O Ministro dos Negócios Estrangeiros boliviano Rogelio Mayta denunciou os comentários feitos pelo Secretário de Estado Adjunto dos EUA, Bian A. Nichols, na sequência da detenção do governador de Santa Cruz, Luis Fernando Camacho, e advertiu que poderiam ser considerados como «interferência».
Mayta advertiu numa conferência de imprensa que comentários como os feitos por Nichols «não são apropriados nas relações internacionais», e instou os Estados Unidos a respeitar o princípio do «respeito mútuo e da não-interferência», relata a emissora boliviana Unitel.
Na quinta-feira, o Subsecretário Nichols publicou uma mensagem no seu perfil oficial no Twitter na qual expressava a preocupação com a qual os Estados Unidos tinham recebido informações sobre «violência na Bolívia» desde o final do ano, coincidindo com a prisão de Camacho.
«Instamos todos os bolivianos a dialogar pela paz e unidade e a respeitar os direitos humanos, incluindo o devido processo e a liberdade de expressão tal como estabelecido na CPE (Constituição boliviana) e nas convenções internacionais», disse Nichols.

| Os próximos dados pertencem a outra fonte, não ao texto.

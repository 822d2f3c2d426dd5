//! DexScreener token-pairs API.

pub mod messages;
pub mod provider;

pub use messages::{PairData, TokenPairsResponse};
pub use provider::DexScreenerProvider;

Camacho é o governador da região mais rica da Bolívia e historicamente oposto aos governos do Movimento para o Socialismo (MAS) no poder, cenário de novos protestos e bloqueios no último mês, desta vez para se opor à lei do censo da população.
A sua detenção é motivada pelo seu papel nas manifestações e protestos violentos que tiveram lugar depois de a oposição, apoiada pelas forças armadas, ter pressionado o ex-presidente Evo Morales a renunciar à sua vitória nas eleições de Outubro de 2019.